---------- DATA TO USE ----------
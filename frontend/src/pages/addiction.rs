use yew::prelude::*;

use crate::assessment::{Assessment, AssessmentKind};
use crate::trackers::sobriety::SobrietyTracker;

const SUPPORT_GROUPS: &[(&str, &str, &str)] = &[
    ("Collegiate Recovery Community", "Tuesdays, 6 PM", "Student Union, Room 204"),
    ("SMART Recovery", "Thursdays, 7 PM", "Health Center, Lower Level"),
    ("Mindful Drinking Circle", "Mondays, 5 PM", "Wellness Center Lounge"),
];

#[function_component(Addiction)]
pub fn addiction() -> Html {
    html! {
        <div class="addiction-page">
            <section class="page-hero">
                <h1>{"Recovery & Substance Use"}</h1>
                <p>{"Confidential, judgment-free support wherever you are in your journey."}</p>
            </section>

            <section class="section">
                <div class="container">
                    <Assessment kind={AssessmentKind::SubstanceUse} />
                    <p class="assessment-note">
                        {"This screening is anonymous and nothing you enter leaves your browser."}
                    </p>
                </div>
            </section>

            <section class="section sobriety-section">
                <div class="container">
                    <h2>{"Sobriety Tracker"}</h2>
                    <SobrietyTracker />
                </div>
            </section>

            <section class="section">
                <div class="container">
                    <h2>{"Support Groups"}</h2>
                    <div class="card-grid">
                        { for SUPPORT_GROUPS.iter().map(|(name, when, place)| html! {
                            <div class="card">
                                <h3>{*name}</h3>
                                <p><i class="fas fa-clock"></i>{" "}{*when}</p>
                                <p><i class="fas fa-map-marker-alt"></i>{" "}{*place}</p>
                            </div>
                        }) }
                    </div>
                </div>
            </section>

            <style>
                {r#"
                .sobriety-section { background: var(--surface); }
                .assessment-note { color: var(--muted); font-size: 0.9rem; }
                "#}
            </style>
        </div>
    }
}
----------
## TASK DESCRIPTION
Scan the records for lines that hold "Center", and reproduce each one you find.

## RESULT FOR THIS EXERCISE
    ("SMART Recovery", "Thursdays, 7 PM", "Health Center, Lower Level"),
    ("Mindful Drinking Circle", "Mondays, 5 PM", "Wellness Center Lounge"),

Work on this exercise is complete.